Edit: Reading this over, I'm more asking for tips on how to break the news. I understand there isn't a GOOD way, just maybe successful tips that have worked for you in the past.


Resolution in case anybody was wondering... new web service machines IPs weren't added to our mail servers list of trusted IPs. :)

skaffman
  • 398,947
  • 96
  • 818
  • 769
Dano
  • 677
  • 2
  • 17
  • 30
  • 1
    Not programming related - perhaps can go on the IT version of stackoverflow once it makes its appearance... – Adam Davis Feb 24 '09 at 03:47
  • "The offending tech has been sacked." Seriously. This is not a small, trivial mistake. – Adam Davis Feb 24 '09 at 03:48
  • @Adam It makes no sense to fire someone based solely on the severity of a technical mistake. That's just retribution to make someone feel better, inflicting pain and punishment. Completely irrational and emotion-driven. Firing is for when its a clear, un-fixable misfit between company and employee. – Rex M Feb 24 '09 at 03:53
  • @Rex - it's situation dependent, of course. However, if the tech's are supposed to know how to set up a server and test it, and they failed causing 1 dollar or over 30 million dollars in 'damage' then yes - they failed at their job and they should be considered for firing. – Adam Davis Feb 24 '09 at 04:08
  • Severity may not have anything to do with it, but as I said this type of mistake in a business critical system when they should have tested it thoroughly before betting the business on it is unacceptable regardless of loss. – Adam Davis Feb 24 '09 at 04:09
  • @Rex, if enough money was lost -- not counting the long-term damage done to my business's reputation -- I would fire the tech in a heartbeat. And I'd increase the tech budget so that I could hire a replacement with more experience, who knows how to do proper testing. – Matt Howell Feb 24 '09 at 04:35
  • @Adam, I wouldn't recommend firing for this kind of mistake. Techs are only human too; we make bugs in software and yet we don't get fired even for pretty major ones. I do recommend discipline and perhaps more training if it's warranted though. – Adam Hawes Feb 24 '09 at 04:52
  • @Adam I'm glad you're not my boss. Even taking an extra day to do something could be considered a "damage" by some people. If you immediately fire everyone who cost the company money, you won't have very many employees. Get procedures in place to prevent this type of failure in the future. – Knobloch Feb 24 '09 at 15:51
  • @bigmattyh that's a very expensive way to run an organization. if that was the tech's only noteworthy mistake, it's much cheaper to invest in training and positive motivation to improve. – Rex M Feb 24 '09 at 18:58

8 Answers8

31

Put emphasis on the fact that the problem was discovered and fixed swiftly by your team. Have detailed metrics on the number of failures, which customers were affected, etc. ready, in-hand. Have a contingency plan ready to describe that will prevent similar issues from happening in the future. Engender a sense of comradery with the higher-up because you are all on the same team and it's a team problem. If you convey a sense of urgency and give the impression that you appreciate the impact to the bottom line as much as they do, they will respond much better.

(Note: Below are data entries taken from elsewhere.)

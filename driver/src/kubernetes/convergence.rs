/* -------------------------------------------------------------------------- *\
 *        Apache 2.0 License Copyright © 2023-2025 The Kubuild Authors        *
 *                                                                            *
 *         +-------------------------------------------------------+          *
 *         | ██╗  ██╗██╗   ██╗██████╗ ██╗   ██╗██╗██╗     ██████╗  |          *
 *         | ██║ ██╔╝██║   ██║██╔══██╗██║   ██║██║██║     ██╔══██╗ |          *
 *         | █████╔╝ ██║   ██║██████╔╝██║   ██║██║██║     ██║  ██║ |          *
 *         | ██╔═██╗ ██║   ██║██╔══██╗██║   ██║██║██║     ██║  ██║ |          *
 *         | ██║  ██╗╚██████╔╝██████╔╝╚██████╔╝██║███████╗██████╔╝ |          *
 *         | ╚═╝  ╚═╝ ╚═════╝ ╚═════╝  ╚═════╝ ╚═╝╚══════╝╚═════╝  |          *
 *         +-------------------------------------------------------+          *
 *                                                                            *
 *                   In-Cluster Image Builds for Kubernetes                   *
 *                                                                            *
 * -------------------------------------------------------------------------- *
 *                                                                            *
 *   Licensed under the Apache License, Version 2.0 (the "License");          *
 *   you may not use this file except in compliance with the License.         *
 *   You may obtain a copy of the License at                                  *
 *                                                                            *
 *       http://www.apache.org/licenses/LICENSE-2.0                           *
 *                                                                            *
 *   Unless required by applicable law or agreed to in writing, software      *
 *   distributed under the License is distributed on an "AS IS" BASIS,        *
 *   WITHOUT WARRANTIES OR CONDITIONS OF ANY KIND, either express or implied. *
 *   See the License for the specific language governing permissions and      *
 *   limitations under the License.                                           *
 *                                                                            *
\* -------------------------------------------------------------------------- */

//! Idempotent convergence of the builder's cluster objects.
//!
//! Two CLIs may run this concurrently against the same builder name:
//! create/exists races are absorbed by jittered retries, and the
//! deployment update after a runtime flip uses the observed resource
//! version so a concurrent writer loses cleanly and retries.

use super::driver::{is_child_of, DriverInner, KubernetesDriver};
use super::factory::init_driver_inner;
use super::{RUNTIME_CONTAINERD, RUNTIME_DOCKER, WORKER_AUTO};
use crate::error::{DriverError, Result};
use crate::{rand_sleep, BootLog};
use k8s_openapi::api::apps::v1::{Deployment, ReplicaSet};
use k8s_openapi::api::core::v1::{Event, Pod};
use kube::api::{DeleteParams, ListParams, PostParams};
use std::collections::HashSet;
use std::time::Duration;
use tokio_util::sync::CancellationToken;
use tracing::debug;

const WAIT_POLL_INTERVAL: Duration = Duration::from_millis(500);

// Pull failures can take a very long time to converge; fail fast.
const PULL_FAILURE_MARKERS: [&str; 2] =
    ["Failed to pull image", "Error: ErrImagePull"];

const MOUNT_MISMATCH_MARKER: &str = "is not a socket file";

fn is_not_found(err: &kube::Error) -> bool {
    matches!(err, kube::Error::Api(resp) if resp.code == 404)
}
/* -------------------------------------------------------------------------- *\
 *        Apache 2.0 License Copyright © 2023-2025 The Kubuild Authors        *
 *                                                                            *
 *         +-------------------------------------------------------+          *
 *         | ██╗  ██╗██╗   ██╗██████╗ ██╗   ██╗██╗██╗     ██████╗  |          *
 *         | ██║ ██╔╝██║   ██║██╔══██╗██║   ██║██║██║     ██╔══██╗ |          *
 *         | █████╔╝ ██║   ██║██████╔╝██║   ██║██║██║     ██║  ██║ |          *
 *         | ██╔═██╗ ██║   ██║██╔══██╗██║   ██║██║██║     ██║  ██║ |          *
 *         | ██║  ██╗╚██████╔╝██████╔╝╚██████╔╝██║███████╗██████╔╝ |          *
 *         | ╚═╝  ╚═╝ ╚═════╝ ╚═════╝  ╚═════╝ ╚═╝╚══════╝╚═════╝  |          *
 *         +-------------------------------------------------------+          *
 *                                                                            *
 *                   In-Cluster Image Builds for Kubernetes                   *
 *                                                                            *
 * -------------------------------------------------------------------------- *
 *                                                                            *
 *   Licensed under the Apache License, Version 2.0 (the "License");          *
 *   you may not use this file except in compliance with the License.         *
 *   You may obtain a copy of the License at                                  *
 *                                                                            *
 *       http://www.apache.org/licenses/LICENSE-2.0                           *
 *                                                                            *
 *   Unless required by applicable law or agreed to in writing, software      *
 *   distributed under the License is distributed on an "AS IS" BASIS,        *
 *   WITHOUT WARRANTIES OR CONDITIONS OF ANY KIND, either express or implied. *
 *   See the License for the specific language governing permissions and      *
 *   limitations under the License.                                           *
 *                                                                            *
\* -------------------------------------------------------------------------- */

//! Platform parsing and normalization.
//!
//! Platform strings compare by their normalized form everywhere (pod
//! filtering, driver resolution), so aliases like `x86_64` and `aarch64`
//! match the daemon's canonical names.

use std::fmt;
use std::str::FromStr;
use thiserror::Error;

#[derive(Error, Debug)]
#[error("invalid platform {0:?}")]
pub struct PlatformParseError(String);

#[derive(Debug, Clone, PartialEq, Eq, Hash)]
pub struct Platform {
    pub os: String,
    pub architecture: String,
    pub variant: String,
}

impl Platform {
    pub fn new(os: &str, architecture: &str) -> Self {
        Self {
            os: os.to_string(),
            architecture: architecture.to_string(),
            variant: String::new(),
        }
        .normalize()
    }

    /// Canonical form: known architecture aliases collapse, arm defaults
    /// to v7, and the redundant arm64/v8 variant drops.
    pub fn normalize(mut self) -> Self {
        if self.os.is_empty() {
            self.os = "linux".to_string();
        }
        let (arch, variant) = match (
            self.architecture.as_str(),
            self.variant.as_str(),
        ) {
            ("x86_64", _) | ("x86-64", _) | ("amd64", _) => ("amd64", ""),
            ("aarch64", _) | ("arm64", "") | ("arm64", "v8") => {
                ("arm64", "")
            }
            ("arm64", v) => ("arm64", v),
            ("armhf", _) | ("arm", "") => ("arm", "v7"),
            ("armel", _) => ("arm", "v6"),
            ("arm", v) => ("arm", v),
            (a, v) => (a, v),
        };
        self.architecture = arch.to_string();
        self.variant = variant.to_string();
        self
    }
}

impl fmt::Display for Platform {
    fn fmt(&self, f: &mut fmt::Formatter<'_>) -> fmt::Result {
        if self.variant.is_empty() {
            write!(f, "{}/{}", self.os, self.architecture)
        } else {
            write!(f, "{}/{}/{}", self.os, self.architecture, self.variant)
        }
    }
}

impl FromStr for Platform {
    type Err = PlatformParseError;

    fn from_str(s: &str) -> Result<Self, Self::Err> {
        if s.is_empty() {
            return Err(PlatformParseError(s.to_string()));
        }
        let parts: Vec<&str> = s.split('/').collect();
        let platform = match parts.as_slice() {
            [arch] => Platform {
                os: String::new(),
                architecture: (*arch).to_string(),
                variant: String::new(),
            },
            [os, arch] => Platform {
                os: (*os).to_string(),
                architecture: (*arch).to_string(),
                variant: String::new(),
            },
            [os, arch, variant] => Platform {
                os: (*os).to_string(),
                architecture: (*arch).to_string(),
                variant: (*variant).to_string(),
            },
            _ => return Err(PlatformParseError(s.to_string())),
        };
        Ok(platform.normalize())
    }
}

/// Parse a list of platform specs, splitting comma-joined entries.
pub fn parse_list(
    specs: &[String],
) -> Result<Vec<Platform>, PlatformParseError> {
    let mut out = Vec::new();
    for spec in specs {
        for part in spec.split(',') {
            if part.is_empty() {
                continue;
            }
            out.push(part.parse()?);
        }
    }
    Ok(out)
}

#[cfg(test)]
mod tests {
    use super::*;

    #[test]
    fn test_parse_os_arch() {
        let p: Platform = "linux/amd64".parse().expect("parse");
        assert_eq!(p.os, "linux");
        assert_eq!(p.architecture, "amd64");
        assert_eq!(p.to_string(), "linux/amd64");
    }

    #[test]
    fn test_arch_only_defaults_to_linux() {
        let p: Platform = "arm64".parse().expect("parse");
        assert_eq!(p.to_string(), "linux/arm64");
    }

    #[test]
    fn test_aliases_normalize() {
        assert_eq!(
            "linux/x86_64".parse::<Platform>().expect("parse"),
            "linux/amd64".parse::<Platform>().expect("parse"),
        );
        assert_eq!(
            "linux/aarch64".parse::<Platform>().expect("parse"),
            "linux/arm64/v8".parse::<Platform>().expect("parse"),
        );
    }

    #[test]
    fn test_arm_defaults_to_v7() {
        let p: Platform = "linux/arm".parse().expect("parse");
        assert_eq!(p.to_string(), "linux/arm/v7");
    }

    #[test]
    fn test_parse_list_splits_commas() {
        let list = parse_list(&[
            "linux/amd64,linux/arm64".to_string(),
            "linux/arm/v6".to_string(),
        ])
        .expect("parse");
        assert_eq!(list.len(), 3);
    }

    #[test]
    fn test_empty_spec_is_error() {
        assert!("".parse::<Platform>().is_err());
        assert!("a/b/c/d".parse::<Platform>().is_err());
    }
}
/* -------------------------------------------------------------------------- *\
 *        Apache 2.0 License Copyright © 2023-2025 The Kubuild Authors        *
 *                                                                            *
 *         +-------------------------------------------------------+          *
 *         | ██╗  ██╗██╗   ██╗██████╗ ██╗   ██╗██╗██╗     ██████╗  |          *
 *         | ██║ ██╔╝██║   ██║██╔══██╗██║   ██║██║██║     ██╔══██╗ |          *
 *         | █████╔╝ ██║   ██║██████╔╝██║   ██║██║██║     ██║  ██║ |          *
 *         | ██╔═██╗ ██║   ██║██╔══██╗██║   ██║██║██║     ██║  ██║ |          *
 *         | ██║  ██╗╚██████╔╝██████╔╝╚██████╔╝██║███████╗██████╔╝ |          *
 *         | ╚═╝  ╚═╝ ╚═════╝ ╚═════╝  ╚═════╝ ╚═╝╚══════╝╚═════╝  |          *
 *         +-------------------------------------------------------+          *
 *                                                                            *
 *                   In-Cluster Image Builds for Kubernetes                   *
 *                                                                            *
 * -------------------------------------------------------------------------- *
 *                                                                            *
 *   Licensed under the Apache License, Version 2.0 (the "License");          *
 *   you may not use this file except in compliance with the License.         *
 *   You may obtain a copy of the License at                                  *
 *                                                                            *
 *       http://www.apache.org/licenses/LICENSE-2.0                           *
 *                                                                            *
 *   Unless required by applicable law or agreed to in writing, software      *
 *   distributed under the License is distributed on an "AS IS" BASIS,        *
 *   WITHOUT WARRANTIES OR CONDITIONS OF ANY KIND, either express or implied. *
 *   See the License for the specific language governing permissions and      *
 *   limitations under the License.                                           *
 *                                                                            *
\* -------------------------------------------------------------------------- */

//! Session interception.
//!
//! A build session overlays a nested gRPC connection on one
//! `Control.Session` byte stream: the daemon acts as the nested client,
//! the CLI as the nested server. Sitting in the middle, the proxy runs
//! both roles at once: towards buildkitd it serves the session
//! sub-protocols (so it can hijack the ones it cares about), towards
//! the CLI it is a plain client the untouched sub-protocols forward to.

use crate::proxies::{
    AuthProxy, FileSendProxy, FileSyncProxy, SecretsProxy, SshProxy,
    UploadProxy,
};
use crate::server::ProxyServer;
use hyper_util::rt::TokioIo;
use kubuild_client::session::{
    client_io, server_io, HEADER_SESSION_ID, HEADER_SESSION_NAME,
    HEADER_SESSION_SHARED_KEY,
};
use kubuild_proto::control::BytesMessage;
use kubuild_proto::filesync::auth_client::AuthClient;
use kubuild_proto::filesync::file_send_client::FileSendClient;
use kubuild_proto::filesync::file_sync_client::FileSyncClient;
use kubuild_proto::secrets::secrets_client::SecretsClient;
use kubuild_proto::ssh::ssh_client::SshClient;
use kubuild_proto::upload::upload_client::UploadClient;
use std::sync::Arc;
use tokio::sync::{mpsc, Mutex};
use tokio_stream::wrappers::ReceiverStream;
use tonic::metadata::MetadataMap;
use tonic::transport::{Endpoint, Server, Uri};
use tonic::{Request, Response, Status, Streaming};
use tower::service_fn;
use tracing::{debug, error};

// The connector ignores the URI; the transport is the hijacked stream.
const NESTED_ENDPOINT: &str = "http://session";

fn required_header(
    md: &MetadataMap,
    key: &'static str,
) -> Result<String, Status> {
    md.get(key)
        .and_then(|v| v.to_str().ok())
        .map(str::to_string)
        .ok_or_else(|| {
            Status::invalid_argument(format!(
                "malformed session header {key}"
            ))
        })
}

impl ProxyServer {
    pub(crate) async fn intercept_session(
        &self,
        request: Request<Streaming<BytesMessage>>,
    ) -> Result<
        Response<ReceiverStream<Result<BytesMessage, Status>>>,
        Status,
    > {
        let (md, _extensions, incoming) = request.into_parts();

        let session_name = required_header(&md, HEADER_SESSION_NAME)?;
        let session_key =
            required_header(&md, HEADER_SESSION_SHARED_KEY)?;
        let session_id = required_header(&md, HEADER_SESSION_ID)?;
        debug!(
            "starting proxying Session Name={session_name} ID={session_id} Key={session_key}"
        );

        // Make sure the session entry exists even if Solve has not
        // arrived yet; its attrs stay empty until it does.
        let _ = self.get_session(&session_id).await;

        // Outbound session stream to buildkitd, metadata forwarded.
        let (daemon_tx, daemon_rx) = mpsc::channel::<BytesMessage>(8);
        let mut daemon_req =
            Request::new(ReceiverStream::new(daemon_rx));
        *daemon_req.metadata_mut() = md.clone();
        let daemon_stream = self
            .inner
            .buildkitd
            .control()
            .session(daemon_req)
            .await
            .map_err(|e| {
                error!("unable to establish Session stream: {e}");
                e
            })?
            .into_inner();
        let daemon_io = client_io(daemon_stream, daemon_tx);

        // The response stream back to the CLI carries the nested bytes
        // our client half writes.
        let (cli_tx, cli_rx) =
            mpsc::channel::<Result<BytesMessage, Status>>(8);
        let cli_io = server_io(incoming, cli_tx);

        // Nested gRPC client over the hijacked CLI stream. The
        // connector hands out the one stream exactly once; the channel
        // never re-dials because the session dies with the stream.
        let cli_io_slot = Arc::new(Mutex::new(Some(cli_io)));
        let channel = Endpoint::from_static(NESTED_ENDPOINT)
            .connect_with_connector_lazy(service_fn(move |_: Uri| {
                let slot = Arc::clone(&cli_io_slot);
                async move {
                    slot.lock().await.take().map(TokioIo::new).ok_or_else(
                        || {
                            std::io::Error::other(
                                "session stream already consumed",
                            )
                        },
                    )
                }
            }));

        // Sub-protocol servers facing buildkitd; pass-throughs forward
        // over the nested channel, the file-send proxy hijacks.
        let (_, health_service) = tonic_health::server::health_reporter();
        let router = Server::builder()
            .add_service(health_service)
            .add_service(
                kubuild_proto::filesync::file_send_server::FileSendServer::new(
                    FileSendProxy {
                        client: FileSendClient::new(channel.clone()),
                        session_id: session_id.clone(),
                        server: self.clone(),
                        metadata: md.clone(),
                    },
                ),
            )
            .add_service(
                kubuild_proto::filesync::file_sync_server::FileSyncServer::new(
                    FileSyncProxy {
                        client: FileSyncClient::new(channel.clone()),
                        metadata: md.clone(),
                    },
                ),
            )
            .add_service(
                kubuild_proto::filesync::auth_server::AuthServer::new(
                    AuthProxy {
                        client: AuthClient::new(channel.clone()),
                    },
                ),
            )
            .add_service(
                kubuild_proto::secrets::secrets_server::SecretsServer::new(
                    SecretsProxy {
                        client: SecretsClient::new(channel.clone()),
                    },
                ),
            )
            .add_service(
                kubuild_proto::ssh::ssh_server::SshServer::new(
                    SshProxy {
                        client: SshClient::new(channel.clone()),
                        metadata: md.clone(),
                    },
                ),
            )
            .add_service(
                kubuild_proto::upload::upload_server::UploadServer::new(
                    UploadProxy {
                        client: UploadClient::new(channel),
                        metadata: md.clone(),
                    },
                ),
            );

        let server = self.clone();
        let _ = tokio::spawn(async move {
            let result = router
                .serve_with_incoming(tokio_stream::once(Ok::<
                    _,
                    std::io::Error,
                >(
                    daemon_io
                )))
                .await;
            debug!(
                "finished proxying Session Name={session_name} ID={session_id}: {result:?}"
            );
            if let Err(e) = result {
                error!("session server failed: {e}");
            }
            server.drop_session(&session_id).await;
        });

        Ok(Response::new(ReceiverStream::new(cli_rx)))
    }
}
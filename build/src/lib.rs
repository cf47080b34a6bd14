/* -------------------------------------------------------------------------- *\
 *        Apache 2.0 License Copyright © 2023-2025 The Kubuild Authors        *
 *                                                                            *
 *         +-------------------------------------------------------+          *
 *         | ██╗  ██╗██╗   ██╗██████╗ ██╗   ██╗██╗██╗     ██████╗  |          *
 *         | ██║ ██╔╝██║   ██║██╔══██╗██║   ██║██║██║     ██╔══██╗ |          *
 *         | █████╔╝ ██║   ██║██████╔╝██║   ██║██║██║     ██║  ██║ |          *
 *         | ██╔═██╗ ██║   ██║██╔══██╗██║   ██║██║██║     ██║  ██║ |          *
 *         | ██║  ██╗╚██████╔╝██████╔╝╚██████╔╝██║███████╗██████╔╝ |          *
 *         | ╚═╝  ╚═╝ ╚═════╝ ╚═════╝  ╚═════╝ ╚═╝╚══════╝╚═════╝  |          *
 *         +-------------------------------------------------------+          *
 *                                                                            *
 *                   In-Cluster Image Builds for Kubernetes                   *
 *                                                                            *
 * -------------------------------------------------------------------------- *
 *                                                                            *
 *   Licensed under the Apache License, Version 2.0 (the "License");          *
 *   you may not use this file except in compliance with the License.         *
 *   You may obtain a copy of the License at                                  *
 *                                                                            *
 *       http://www.apache.org/licenses/LICENSE-2.0                           *
 *                                                                            *
 *   Unless required by applicable law or agreed to in writing, software      *
 *   distributed under the License is distributed on an "AS IS" BASIS,        *
 *   WITHOUT WARRANTIES OR CONDITIONS OF ANY KIND, either express or implied. *
 *   See the License for the specific language governing permissions and      *
 *   limitations under the License.                                           *
 *                                                                            *
\* -------------------------------------------------------------------------- */

//! The client-side build orchestrator: maps requested platforms onto
//! drivers, stages build inputs, runs the per-driver solves in
//! parallel, and combines multi-driver results into a pushed manifest
//! list.

// Lint groups: https://doc.rust-lang.org/rustc/lints/groups.html
#![warn(future_incompatible, nonstandard_style, unused)]
#![warn(
    improper_ctypes,
    non_shorthand_field_patterns,
    no_mangle_generic_items,
    unconditional_recursion,
    unused_comparisons,
    while_true
)]
#![warn(clippy::unwrap_used)]

pub use build::{build, DriverInfo};
pub use error::{BuildError, Result};
pub use options::{parse_outputs, ExportSpec, Inputs, Options};

mod build;
mod error;
pub mod imagetools;
mod inputs;
mod loaders;
pub mod options;
pub mod progress;
#[async_trait::async_trait]
impl Driver for KubernetesDriver {
    fn name(&self) -> String {
        self.deployment_name.clone()
    }

    fn factory_name(&self) -> String {
        DRIVER_NAME.to_string()
    }

    async fn bootstrap(
        &self,
        log: &BootLog,
        cancel: &CancellationToken,
    ) -> Result<()> {
        let mut inner = self.inner.lock().await;
        log.log(format!(
            "waiting for {} pods to be ready for {}",
            inner.min_replicas, self.deployment_name
        ));
        self.ensure_config_map(&inner, log, cancel).await?;
        self.create_builder(&mut inner, log, cancel).await
    }

    async fn info(&self) -> Result<Info> {
        let deployment = match self
            .deployment_api
            .get_opt(&self.deployment_name)
            .await?
        {
            Some(deployment) => deployment,
            None => {
                return Ok(Info {
                    status: Status::Inactive,
                    dynamic_nodes: Vec::new(),
                })
            }
        };
        let ready = deployment
            .status
            .as_ref()
            .and_then(|s| s.ready_replicas)
            .unwrap_or(0);
        if ready <= 0 {
            return Ok(Info {
                status: Status::Stopped,
                dynamic_nodes: Vec::new(),
            });
        }

        let pods =
            list_running_pods(&self.pod_api, &self.deployment_name)
                .await?;
        let mut nodes = Vec::with_capacity(pods.len());
        for pod in &pods {
            nodes.push(self.node_with_platforms(pod).await);
        }
        Ok(Info { status: Status::Running, dynamic_nodes: nodes })
    }

    async fn list(&self) -> Result<Vec<Builder>> {
        let deployments =
            self.deployment_api.list(&ListParams::default()).await?;
        let mut builders = Vec::new();
        for deployment in deployments.items {
            let annotated = deployment
                .metadata
                .annotations
                .as_ref()
                .map(|a| a.contains_key(ANNOTATION_KEY))
                .unwrap_or(false);
            if !annotated {
                continue;
            }
            let name =
                deployment.metadata.name.clone().unwrap_or_default();
            let pods =
                list_running_pods(&self.pod_api, &name).await?;
            let mut nodes = Vec::with_capacity(pods.len());
            for pod in &pods {
                nodes.push(self.node_with_platforms(pod).await);
            }
            builders.push(Builder {
                name,
                driver: DRIVER_NAME.to_string(),
                nodes,
            });
        }
        Ok(builders)
    }

    async fn rm(&self) -> Result<()> {
        self.deployment_api
            .delete(&self.deployment_name, &DeleteParams::default())
            .await
            .map_err(|e| {
                DriverError::Other(anyhow::anyhow!(
                    "error while deleting deployment {:?}: {e}",
                    self.deployment_name
                ))
            })?;
        self.config_map_api
            .delete(&self.deployment_name, &DeleteParams::default())
            .await
            .map_err(|e| {
                DriverError::Other(anyhow::anyhow!(
                    "error while deleting configmap {:?}: {e}",
                    self.deployment_name
                ))
            })?;
        Ok(())
    }

    async fn features(&self) -> HashMap<Feature, bool> {
        let mut features = HashMap::from([
            (Feature::OciExporter, true),
            (Feature::DockerExporter, false),
            (Feature::ContainerdExporter, false),
            (Feature::CacheExport, true),
            (Feature::MultiPlatform, true),
        ]);

        // Runtime-specific exporters depend on which pod serves us.
        let choice = tokio::time::timeout(
            FEATURE_QUERY_TIMEOUT,
            self.chooser.choose_pod(self, &[]),
        )
        .await;
        if let Ok(Ok((pod, _))) = choice {
            if !is_rootless(&pod) {
                match pod_label(&pod, "runtime") {
                    Some(RUNTIME_CONTAINERD) => {
                        let _ = features
                            .insert(Feature::ContainerdExporter, true);
                    }
                    Some(RUNTIME_DOCKER) => {
                        let _ = features
                            .insert(Feature::DockerExporter, true);
                    }
                    other => {
                        debug!("unrecognized runtime label: {other:?}")
                    }
                }
            }
        }
        features
    }

    async fn clients(&self) -> Result<BuilderClients> {
        let (chosen, others) =
            self.chooser.choose_pod(self, &[]).await?;
        let chosen = self.node_client(&chosen).await?;
        let mut other_clients = Vec::with_capacity(others.len());
        for pod in &others {
            other_clients.push(self.node_client(pod).await?);
        }
        Ok(BuilderClients { chosen, others: other_clients })
    }

    async fn runtime_sock_proxy(
        &self,
        node_name: &str,
    ) -> Result<ExecTunnel> {
        let pods =
            list_running_pods(&self.pod_api, &self.deployment_name)
                .await?;
        for pod in &pods {
            if pod.metadata.name.as_deref() != Some(node_name) {
                continue;
            }
            let containers = pod_containers(pod)?;
            let container = containers[0].name.clone();
            let sock_path = match pod_label(pod, "runtime") {
                Some(RUNTIME_CONTAINERD) => {
                    DEFAULT_CONTAINERD_SOCK_PATH
                }
                Some(RUNTIME_DOCKER) => DEFAULT_DOCKER_SOCK_PATH,
                other => {
                    return Err(DriverError::UnexpectedRuntimeLabel {
                        runtime: other.unwrap_or_default().to_string(),
                        pod: node_name.to_string(),
                    })
                }
            };
            let cmd = vec![
                "buildctl".to_string(),
                "--addr".to_string(),
                format!("unix://{sock_path}"),
                "dial-stdio".to_string(),
            ];
            return ExecTunnel::open(
                &self.pod_api,
                node_name,
                &container,
                cmd,
            )
            .await;
        }
        Err(DriverError::NodeNotFound { node: node_name.to_string() })
    }

    async fn version(&self) -> Result<String> {
        let (pod, _) = self.chooser.choose_pod(self, &[]).await?;
        let containers = pod_containers(&pod)?;
        ExecTunnel::capture(
            &self.pod_api,
            &pod.metadata.name.clone().unwrap_or_default(),
            &containers[0].name,
            vec!["buildkitd".to_string(), "--version".to_string()],
        )
        .await
    }

    fn auth_provider(&self, secret_name: &str) -> Arc<dyn Attachable> {
        Arc::new(self.make_auth_provider(secret_name))
    }

    fn auth_config(
        &self,
        secret_name: &str,
    ) -> Arc<dyn crate::RegistryAuth> {
        Arc::new(self.make_auth_provider(secret_name))
    }

    fn auth_hint(&self) -> String {
        self.state.auth_hint()
    }
}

Lowly techs often make the mistake of going to upper management with their tail tucked between their legs, like a child who shamefully shows his parents the lamp he broke and waits for a spanking. You are an adult and a professional - leap into action and coordinate the right people to be in place to make the right decisions to fix it. In a case like this, that inevitably means bringing in upper management, but do so with an intention of solution seeking, not fear.

Rex M
  • 142,167
  • 33
  • 283
  • 313
  • +1 for the details and metrics to show that you do care – Brandon Feb 24 '09 at 03:57
  • 1
    It took them A MONTH to NOTICE!!! This is in no way "fixed swiftly". No amount of sugar can coat this fiasco. – Huntrods Feb 24 '09 at 04:25
  • 3
    @huntrods not about sugar-coating, it's about giving proper recognition to the positive aspects of the situation. It doesn't matter if it wasn't noticed for a day or a year, if it was fixed within the hour once someone did realize it. That's worth kudos. – Rex M Feb 24 '09 at 15:06
  • Just have a plan in place to notice that kind of thing faster in the future... – Knobloch Feb 24 '09 at 15:44
  • Taking the steps to assure the customer that it will not happen again is critical. Don't just tell them what you will do, show them. – Chris Ballance Feb 24 '09 at 18:43
  • +1 for "with their tail tucked between their legs, like a child who shamefully shows his parents the lamp he broke and waits for a spanking." :) – Sophia Feb 25 '09 at 08:21
8

You bring shame to your department. You know what you must do.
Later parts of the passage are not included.